• _Task statement_
Reproduce word for word, from the entries below, the line with "use super::*;", the line with "impl AlarmDeduplicator for RecordingDedup", and every line between them, and nothing more.

• _Data for review_
//! 流式规则评估器
//!
//! 消费 sensor-data 主题，对每条读数匹配该 (设备, 传感器) 下的
//! 全部已启用规则。多条规则同时命中时全部触发，指纹级去重在
//! 下游完成。带窗口的规则按「窗口内首次命中」策略限流。
//!
//! 单条消息的处理失败（含 panic）不会终止消费循环。

use crate::errors::AppError;
use crate::models::SensorData;
use crate::queue::PartitionConsumer;
use crate::services::alarm_producer::AlarmProducerService;
use crate::services::dedup_service::AlarmDeduplicator;
use crate::services::rule_service::{CompiledRule, RuleSnapshot};
use futures::FutureExt;
use serde::Serialize;
use std::collections::HashMap;
use std::sync::atomic::{AtomicU64, Ordering};
use std::sync::{Arc, Mutex};
use std::time::Duration;
use tokio::sync::{watch, Semaphore};
use tokio_util::sync::CancellationToken;

/// 消费异常后的退避时长，避免对持续失败的消息热循环
const ERROR_BACKOFF: Duration = Duration::from_millis(500);

/// 评估统计
#[derive(Debug, Clone, Serialize)]
pub struct EvaluatorStats {
    pub processed: u64,
    pub matched: u64,
    pub suppressed_by_window: u64,
    pub suppressed_by_dedup: u64,
    pub errors: u64,
}

/// 流式规则评估器
pub struct EvaluatorService {
    snapshot_rx: watch::Receiver<Arc<RuleSnapshot>>,
    dedup: Arc<dyn AlarmDeduplicator>,
    alarm_producer: Arc<AlarmProducerService>,
    /// 消费组并发上限（跨分区共享）
    permits: Semaphore,
    /// 指纹 -> 窗口内最近一次触发的毫秒时间戳（事件时间）
    window_state: Mutex<HashMap<String, i64>>,
    processed: AtomicU64,
    matched: AtomicU64,
    suppressed_by_window: AtomicU64,
    suppressed_by_dedup: AtomicU64,
    errors: AtomicU64,
}

impl EvaluatorService {
    pub fn new(
        snapshot_rx: watch::Receiver<Arc<RuleSnapshot>>,
        dedup: Arc<dyn AlarmDeduplicator>,
        alarm_producer: Arc<AlarmProducerService>,
        concurrency: usize,
    ) -> Self {
        Self {
            snapshot_rx,
            dedup,
            alarm_producer,
            permits: Semaphore::new(concurrency.max(1)),
            window_state: Mutex::new(HashMap::new()),
            processed: AtomicU64::new(0),
            matched: AtomicU64::new(0),
            suppressed_by_window: AtomicU64::new(0),
            suppressed_by_dedup: AtomicU64::new(0),
            errors: AtomicU64::new(0),
        }
    }

    /// 单分区消费循环，直到 shutdown 触发
    ///
    /// 偏移量在整条流水线（评估 → 去重 → 告警发布）成功后提交；
    /// 重试无意义的错误分类（协议 / 规则编译）也提交，其余错误
    /// 不提交以获得重投。
    pub async fn run_partition(
        self: Arc<Self>,
        consumer: PartitionConsumer<SensorData>,
        shutdown: CancellationToken,
    ) {
        tracing::info!(partition = consumer.partition(), "评估器消费循环启动");

        loop {
            let delivered = tokio::select! {
                _ = shutdown.cancelled() => break,
                delivered = consumer.poll() => delivered,
            };

            let Ok(_permit) = self.permits.acquire().await else {
                break;
            };

            // 捕获 panic：损坏消息只影响自身，循环继续
            let outcome = std::panic::AssertUnwindSafe(self.handle_reading(&delivered.value))
                .catch_unwind()
                .await;

            match outcome {
                Ok(Ok(())) => consumer.commit(delivered.offset),
                Ok(Err(e)) if e.commit_despite_error() => {
                    self.errors.fetch_add(1, Ordering::Relaxed);
                    tracing::error!(
                        partition = delivered.partition,
                        offset = delivered.offset,
                        error = %e,
                        "消息处理失败（不可重试），提交偏移量"
                    );
                    consumer.commit(delivered.offset);
                }
                Ok(Err(e)) => {
                    self.errors.fetch_add(1, Ordering::Relaxed);
                    tracing::error!(
                        partition = delivered.partition,
                        offset = delivered.offset,
                        error = %e,
                        "消息处理失败，等待重投"
                    );
                    tokio::time::sleep(ERROR_BACKOFF).await;
                }
                Err(panic) => {
                    self.errors.fetch_add(1, Ordering::Relaxed);
                    tracing::error!(
                        partition = delivered.partition,
                        offset = delivered.offset,
                        reading_id = delivered.value.id,
                        panic = ?panic_message(&panic),
                        "消息处理 panic，跳过该消息"
                    );
                    consumer.commit(delivered.offset);
                }
            }
        }

        tracing::info!(partition = consumer.partition(), "评估器消费循环退出");
    }

    /// 评估一条读数
    pub async fn handle_reading(&self, reading: &SensorData) -> Result<(), AppError> {
        self.processed.fetch_add(1, Ordering::Relaxed);

        // watch 通道里的快照总是最新发布的版本：
        // 规则变更在下一条消息的评估周期内生效
        let snapshot = self.snapshot_rx.borrow().clone();
        let candidates = self.matching_rules(&snapshot, reading);

        for compiled in candidates {
            self.matched.fetch_add(1, Ordering::Relaxed);
            let fingerprint = compiled.rule.fingerprint();

            if !self.window_permits(&compiled, reading, &fingerprint) {
                self.suppressed_by_window.fetch_add(1, Ordering::Relaxed);
                tracing::debug!(%fingerprint, "窗口内已触发，跳过");
                continue;
            }

            // 去重是优化而非正确性保障，存储故障时 fail-open
            if !self.dedup.is_new(&fingerprint).await {
                self.suppressed_by_dedup.fetch_add(1, Ordering::Relaxed);
                tracing::debug!(%fingerprint, "去重窗口内的重复告警，跳过");
                continue;
            }

            self.alarm_producer.produce(&compiled.rule, reading).await?;
        }

        Ok(())
    }

    /// 匹配并按运算符评估，返回命中的规则
    fn matching_rules(
        &self,
        snapshot: &RuleSnapshot,
        reading: &SensorData,
    ) -> Vec<Arc<CompiledRule>> {
        snapshot
            .matching(&reading.device_id, reading.sensor_type)
            .iter()
            .filter(|compiled| {
                compiled.rule.operator.apply(
                    reading.value,
                    compiled.rule.threshold,
                    compiled.epsilon,
                )
            })
            .cloned()
            .collect()
    }

    /// 窗口策略：window_seconds > 0 时每个指纹窗口内最多触发一次
    ///
    /// 以事件时间（读数时间戳）计窗。允许触发时记录本次触发。
    fn window_permits(&self, compiled: &CompiledRule, reading: &SensorData, fingerprint: &str) -> bool {
        if compiled.rule.window_seconds == 0 {
            return true;
        }

        let event_ms = reading.timestamp.timestamp_millis();
        let window_ms = i64::from(compiled.rule.window_seconds) * 1000;
        let mut state = self.window_state.lock().expect("窗口状态锁中毒");

        match state.get(fingerprint) {
            Some(&last_emit) if event_ms - last_emit < window_ms => false,
            _ => {
                state.insert(fingerprint.to_string(), event_ms);
                true
            }
        }
    }

    /// 评估统计
    pub fn stats(&self) -> EvaluatorStats {
        EvaluatorStats {
            processed: self.processed.load(Ordering::Relaxed),
            matched: self.matched.load(Ordering::Relaxed),
            suppressed_by_window: self.suppressed_by_window.load(Ordering::Relaxed),
            suppressed_by_dedup: self.suppressed_by_dedup.load(Ordering::Relaxed),
            errors: self.errors.load(Ordering::Relaxed),
        }
    }
}

fn panic_message(panic: &Box<dyn std::any::Any + Send>) -> String {
    if let Some(s) = panic.downcast_ref::<&str>() {
        (*s).to_string()
    } else if let Some(s) = panic.downcast_ref::<String>() {
        s.clone()
    } else {
        "unknown panic".to_string()
    }
}

#[cfg(test)]
mod tests {
    use super::*;
    use crate::config::QueueSettings;
    use crate::models::{AlarmEvent, AlarmRule, AlarmSeverity, RuleOperator, SensorType};
    use crate::queue::{PartitionConsumer, PartitionedTopic, TopicProducer, TOPIC_ALARM_EVENTS};
    use crate::utils::IdAllocator;
    use async_trait::async_trait;
    use chrono::{TimeZone, Utc};
    use std::collections::HashSet;

    /// 恒判定为新告警的去重器
    struct PassDedup;

    #[async_trait]
    impl AlarmDeduplicator for PassDedup {
        async fn is_new(&self, _: &str) -> bool {
            true
        }
    }

    /// 记录已见指纹的去重器
    struct RecordingDedup {
        seen: Mutex<HashSet<String>>,
    }

    #[async_trait]
    impl AlarmDeduplicator for RecordingDedup {
        async fn is_new(&self, fingerprint: &str) -> bool {
            self.seen
                .lock()
                .expect("测试去重器锁中毒")
                .insert(fingerprint.to_string())
        }
    }

    fn queue_settings() -> QueueSettings {
        QueueSettings {
            partitions: 3,
            capacity: 64,
            publish_retry_attempts: 1,
            publish_backoff_ms: 1,
            normal_concurrency: 4,
            backpressure_concurrency: 1,
            backpressure_batch_size: 10,
            backpressure_linger_ms: 5,
        }
    }

    fn smoke_rule(id: &str, threshold: f64, window_seconds: u32) -> AlarmRule {
        AlarmRule {
            id: id.to_string(),
            name: format!("烟雾规则 {}", id),
            device_id: "d1".to_string(),
            sensor_type: SensorType::Smoke,
            operator: RuleOperator::Gt,
            threshold,
            window_seconds,
            severity: AlarmSeverity::High,
            alarm_type: "SMOKE".to_string(),
            building_id: None,
            floor_id: None,
            room_id: None,
            zone_id: None,
            enabled: true,
            metadata: None,
        }
    }

    fn reading(value: f64, ts_ms: i64) -> SensorData {
        SensorData {
            id: ts_ms,
            device_id: "d1".to_string(),
            sensor_type: SensorType::Smoke,
            value,
            unit: "ppm".to_string(),
            timestamp: Utc.timestamp_millis_opt(ts_ms).unwrap(),
            location: None,
            metadata: None,
            preprocessed_at: None,
        }
    }

    struct Harness {
        evaluator: EvaluatorService,
        snapshot_tx: watch::Sender<Arc<RuleSnapshot>>,
        consumers: Vec<PartitionConsumer<AlarmEvent>>,
    }

    fn harness(rules: Vec<AlarmRule>, dedup: Arc<dyn AlarmDeduplicator>) -> Harness {
        let settings = queue_settings();
        let topic = PartitionedTopic::new(TOPIC_ALARM_EVENTS, &settings);
        let consumers = topic.subscribe("test");
        let producer = Arc::new(TopicProducer::new(topic, &settings));
        let alarm_producer = Arc::new(AlarmProducerService::new(
            Arc::new(IdAllocator::new(Some(1))),
            producer,
        ));

        let (snapshot, failures) = RuleSnapshot::compile(rules.iter(), 1);
        assert!(failures.is_empty(), "测试规则不应编译失败");
        let (snapshot_tx, snapshot_rx) = watch::channel(Arc::new(snapshot));

        Harness {
            evaluator: EvaluatorService::new(snapshot_rx, dedup, alarm_producer, 4),
            snapshot_tx,
            consumers,
        }
    }

    fn drain(consumers: &[PartitionConsumer<AlarmEvent>]) -> Vec<AlarmEvent> {
        let mut alarms = Vec::new();
        for consumer in consumers {
            while let Some(delivered) = consumer.try_poll() {
                consumer.commit(delivered.offset);
                alarms.push(delivered.value);
            }
        }
        alarms
    }

    #[tokio::test]
    async fn test_matching_rule_emits_alarm() {
        let h = harness(vec![smoke_rule("r1", 50.0, 0)], Arc::new(PassDedup));

        h.evaluator.handle_reading(&reading(80.0, 0)).await.unwrap();
        h.evaluator.handle_reading(&reading(40.0, 1000)).await.unwrap();

        let alarms = drain(&h.consumers);
        assert_eq!(alarms.len(), 1);
        assert_eq!(alarms[0].severity, AlarmSeverity::High);
        assert_eq!(alarms[0].alarm_type, "SMOKE");
        assert_eq!(alarms[0].value, 80.0);
    }

    #[tokio::test]
    async fn test_window_emits_once_per_fingerprint() {
        let h = harness(vec![smoke_rule("r1", 50.0, 60)], Arc::new(PassDedup));

        // t=0 触发，t=30s 在窗口内被抑制，t=61s 窗口已过再次触发
        h.evaluator.handle_reading(&reading(80.0, 0)).await.unwrap();
        h.evaluator.handle_reading(&reading(90.0, 30_000)).await.unwrap();
        h.evaluator.handle_reading(&reading(85.0, 61_000)).await.unwrap();

        let alarms = drain(&h.consumers);
        assert_eq!(alarms.len(), 2);
        assert_eq!(h.evaluator.stats().suppressed_by_window, 1);
    }

    #[tokio::test]
    async fn test_all_matching_rules_fire() {
        let h = harness(
            vec![smoke_rule("r1", 50.0, 0), smoke_rule("r2", 70.0, 0)],
            Arc::new(PassDedup),
        );

        h.evaluator.handle_reading(&reading(80.0, 0)).await.unwrap();

        // 两条规则同时命中，全部触发；指纹去重在下游
        let alarms = drain(&h.consumers);
        assert_eq!(alarms.len(), 2);
    }

    #[tokio::test]
    async fn test_disabled_rule_ignored() {
        let mut rule = smoke_rule("r1", 50.0, 0);
        rule.enabled = false;
        let h = harness(vec![rule], Arc::new(PassDedup));

        h.evaluator.handle_reading(&reading(80.0, 0)).await.unwrap();
        assert!(drain(&h.consumers).is_empty());
    }

    #[tokio::test]
    async fn test_threshold_update_visible_next_reading() {
        let h = harness(vec![smoke_rule("r1", 50.0, 60)], Arc::new(PassDedup));

        // 阈值升到 100 后交换快照，低于新阈值的读数不再触发
        let updated = smoke_rule("r1", 100.0, 60);
        let (snapshot, _) = RuleSnapshot::compile([&updated], 2);
        h.snapshot_tx.send(Arc::new(snapshot)).unwrap();

        h.evaluator.handle_reading(&reading(80.0, 300)).await.unwrap();
        assert!(drain(&h.consumers).is_empty());
    }

    #[tokio::test]
    async fn test_dedup_suppresses_repeat_fingerprint() {
        let dedup = Arc::new(RecordingDedup {
            seen: Mutex::new(HashSet::new()),
        });
        let h = harness(vec![smoke_rule("r1", 50.0, 0)], dedup);

        h.evaluator.handle_reading(&reading(80.0, 0)).await.unwrap();
        h.evaluator.handle_reading(&reading(90.0, 1000)).await.unwrap();

        // 同一指纹窗口内至多一条告警流向下游
        let alarms = drain(&h.consumers);
        assert_eq!(alarms.len(), 1);
        assert_eq!(h.evaluator.stats().suppressed_by_dedup, 1);
    }

    #[tokio::test]
    async fn test_unmatched_sensor_type_ignored() {
        let h = harness(vec![smoke_rule("r1", 50.0, 0)], Arc::new(PassDedup));

        let mut temp_reading = reading(80.0, 0);
        temp_reading.sensor_type = SensorType::Temperature;

        h.evaluator.handle_reading(&temp_reading).await.unwrap();
        assert!(drain(&h.consumers).is_empty());
    }
}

• _Answer to this problem_
    use super::*;
    use crate::config::QueueSettings;
    use crate::models::{AlarmEvent, AlarmRule, AlarmSeverity, RuleOperator, SensorType};
    use crate::queue::{PartitionConsumer, PartitionedTopic, TopicProducer, TOPIC_ALARM_EVENTS};
    use crate::utils::IdAllocator;
    use async_trait::async_trait;
    use chrono::{TimeZone, Utc};
    use std::collections::HashSet;

    /// 恒判定为新告警的去重器
    struct PassDedup;

    #[async_trait]
    impl AlarmDeduplicator for PassDedup {
        async fn is_new(&self, _: &str) -> bool {
            true
        }
    }

    /// 记录已见指纹的去重器
    struct RecordingDedup {
        seen: Mutex<HashSet<String>>,
    }

    #[async_trait]
    impl AlarmDeduplicator for RecordingDedup {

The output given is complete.